In de eerste plaats wordt het product staatslening aangepast aan de nieuwe context van de EMU. Dit betekent vergroting van de liquiditeit en de markttransparantie, alsmede standaardisatie.
Liquiditeit betekent dat de omvang van de leningen geleidelijk groter zal worden. Thans bedraagt deze f 15 mrd of groter. In de eurokapitaalmarkt moet rekening worden gehouden met een omvang van circa 10 mrd euro. Markttransparantie betekent dat de belegger moet kunnen beschikken over een ruim van te voren gepubliceerde emmissiekalender van Nederlandse staatsleningen. Standaardisatie betekent onder meer dat het voor de belegger duidelijk is welke producten in de belangrijkste looptijdsegmenten zullen worden geëmitteerd.
In de tweede plaats zal de distributiemethode moeten worden aangepast. Dit betekent invoering van een systeem van «primary dealers», zoals de meeste landen in Europa dat reeds in een of andere vorm kennen. De belangrijkste bancaire intermediairs zullen worden uitgenodigd om zich te committeren aan afspraken met de Nederlandse Staat over participatie in de primaire uitgifte van staatsobligaties en het onderhouden van de secundaire markt in deze produkten. Een systeem van primary dealers is bij uitstek geschikt om snel een goede geografische distributie te verkrijgen tegen de laagst mogelijke kosten.
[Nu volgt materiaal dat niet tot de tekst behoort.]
//! Mapper registry - one mapper per entity type, wired together

use std::sync::Arc;
use crate::storage::ConnectionProvider;
use super::{
    BasicEvaluationMapper, CityMapper, CompleteEvaluationMapper, CriteriaMapper, GradeMapper,
    Mapper, RestaurantMapper, RestaurantTypeMapper,
};

/// Single place where every mapper is created and looked up.
///
/// Each registry is its own session: two registries over the same database
/// share rows but never share in-memory instances.
pub struct MapperRegistry {
    db: Arc<ConnectionProvider>,
    pub cities: Arc<CityMapper>,
    pub types: Arc<RestaurantTypeMapper>,
    pub criteria: Arc<CriteriaMapper>,
    pub restaurants: Arc<RestaurantMapper>,
    pub basic_evaluations: Arc<BasicEvaluationMapper>,
    pub complete_evaluations: Arc<CompleteEvaluationMapper>,
    pub grades: Arc<GradeMapper>,
}

/// Number of cached instances per entity type
#[derive(Debug, Clone, Default, PartialEq, Eq, serde::Serialize)]
pub struct CacheSizes {
    pub cities: usize,
    pub types: usize,
    pub criteria: usize,
    pub restaurants: usize,
    pub basic_evaluations: usize,
    pub complete_evaluations: usize,
    pub grades: usize,
}

impl MapperRegistry {
    /// Build every mapper, then bind the references that run both ways
    pub fn new(db: Arc<ConnectionProvider>) -> Self {
        let cities = Arc::new(CityMapper::new(db.clone()));
        let types = Arc::new(RestaurantTypeMapper::new(db.clone()));
        let criteria = Arc::new(CriteriaMapper::new(db.clone()));
        let restaurants = Arc::new(RestaurantMapper::new(db.clone(), cities.clone(), types.clone()));
        let basic_evaluations = Arc::new(BasicEvaluationMapper::new(db.clone()));
        let complete_evaluations = Arc::new(CompleteEvaluationMapper::new(db.clone()));
        let grades = Arc::new(GradeMapper::new(db.clone(), criteria.clone()));

        restaurants.bind_evaluations(&basic_evaluations, &complete_evaluations, &grades);
        basic_evaluations.bind_restaurants(&restaurants);
        complete_evaluations.bind(&restaurants, &grades);
        grades.bind_evaluations(&complete_evaluations);
        criteria.bind_grades(&grades);

        tracing::debug!("Mapper registry ready on {}", db.location());
        Self {
            db,
            cities,
            types,
            criteria,
            restaurants,
            basic_evaluations,
            complete_evaluations,
            grades,
        }
    }

    /// The connection provider shared by every mapper
    pub fn db(&self) -> &Arc<ConnectionProvider> {
        &self.db
    }

    pub fn cache_sizes(&self) -> CacheSizes {
        CacheSizes {
            cities: self.cities.identity_map().len(),
            types: self.types.identity_map().len(),
            criteria: self.criteria.identity_map().len(),
            restaurants: self.restaurants.identity_map().len(),
            basic_evaluations: self.basic_evaluations.identity_map().len(),
            complete_evaluations: self.complete_evaluations.identity_map().len(),
            grades: self.grades.identity_map().len(),
        }
    }
}

#[cfg(test)]
mod tests {
    use super::*;
    use std::thread;
    use crate::domain::{shared, BasicEvaluation, City, Localisation, Restaurant, RestaurantType};
    use crate::mapper::testing;
    use crate::storage::PoolSettings;

    #[test]
    fn test_registry_is_wired() {
        let fixture = testing::Fixture::new();
        let registry = &fixture.registry;
        let vote = shared(BasicEvaluation::new(testing::date(), &fixture.restaurant, true, "::1"));
        registry.basic_evaluations.create(&vote).unwrap();

        // Deleting through the restaurant mapper reaches the evaluation mapper
        assert!(registry.restaurants.delete(&fixture.restaurant).unwrap());
        assert_eq!(registry.cache_sizes().basic_evaluations, 0);
    }

    #[test]
    fn test_sessions_do_not_share_instances() {
        let fixture = testing::Fixture::new();
        let id = fixture.restaurant.read().id.unwrap();

        let session = testing::registry_reload(&fixture.registry);
        let loaded = session.restaurants.find_by_id(id).unwrap().unwrap();

        assert!(!Arc::ptr_eq(&loaded, &fixture.restaurant));
        assert_eq!(
            session.cache_sizes(),
            CacheSizes {
                cities: 1,
                types: 1,
                restaurants: 1,
                ..CacheSizes::default()
            }
        );
    }

    #[test]
    fn test_concurrent_sessions_on_file_database() {
        let dir = tempfile::tempdir().unwrap();
        let db = Arc::new(ConnectionProvider::open(&dir.path().join("restodir.db"), &PoolSettings::default()).unwrap());
        let registry = Arc::new(MapperRegistry::new(db));
        let city = registry.cities.create(&shared(City::new("2000", "Neuchâtel"))).unwrap();
        let kind = registry.types.create(&shared(RestaurantType::new("Bistrot", ""))).unwrap();

        let handles: Vec<_> = (0..4)
            .map(|n| {
                let registry = registry.clone();
                let city = city.clone();
                let kind = kind.clone();
                thread::spawn(move || {
                    let restaurant = shared(Restaurant::new(
                        format!("Bistrot {}", n),
                        None,
                        None,
                        Localisation::new("Rue du Seyon 1", city),
                        kind,
                    ));
                    let restaurant = registry.restaurants.create(&restaurant).unwrap();
                    for like in [true, false] {
                        let vote = BasicEvaluation::new(testing::date(), &restaurant, like, "10.0.0.1");
                        registry.basic_evaluations.create(&shared(vote)).unwrap();
                    }
                    restaurant.read().id.unwrap()
                })
            })
            .collect();

        let mut ids: Vec<i64> = handles.into_iter().map(|h| h.join().unwrap()).collect();
        ids.sort();
        ids.dedup();
        assert_eq!(ids.len(), 4);
        assert_eq!(city.read().restaurants.len(), 4);
        assert_eq!(testing::count(&registry, "LIKES"), 8);

        let session = testing::registry_reload(&registry);
        for id in ids {
            let restaurant = session.restaurants.find_by_id(id).unwrap().unwrap();
            assert_eq!(restaurant.read().likes(), 1);
            assert_eq!(restaurant.read().dislikes(), 1);
        }
    }
}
In de derde en laatste plaats zal meer aandacht besteed moeten worden aan promotie, met als belangrijkste doel het bereiken van beleggers buiten Nederland. Hiervoor zullen presentaties op lokatie in Europa worden georganiseerd, al dan niet in samenwerking met primary dealers, om het product en de kredietwaardigheid van de Nederlandse Staat toe te lichten. Daarnaast zal promotiemateriaal worden ontwikkeld dat speciaal is toegesneden op buitenlandse beleggers, zoals de jaarlijkse publicatie «Dutch Government Securities».
Wetsartikel 1 (uitgaven/verplichtingen)
1. De grondslag van het artikel en het te voeren beleid
Het financieringsbeleid van de Staat is erop gericht om de jaarlijkse financieringsbehoefte binnen het begrotingsjaar in beginsel op de kapitaalmarkt te dekken. Artikel 3 van het onderhavige wetsvoorstel machtigt de Minister van Financiën tot het aangaan van geldleningen ten laste van de Staat der Nederlanden. Rentepercentage en datum van rentebetaling worden wat betreft openbare leningen vastgelegd in een Ministerieel besluit en voor onderhandse leningen in de afzonderlijke overeenkomsten.
Naast de rente op staatsschuld worden op dit artikel de rentevergoedingen op langdurig in de schatkist aangehouden middelen verantwoord, waaronder het AOW-spaarfonds, de Wachtgeldfondsen in het kader van geïntegreerd middelenbeheer en middelen in het kader van de Spaarfaciliteit. Voorts worden middelen toegevoegd aan het Fonds Economische Structuurversterking.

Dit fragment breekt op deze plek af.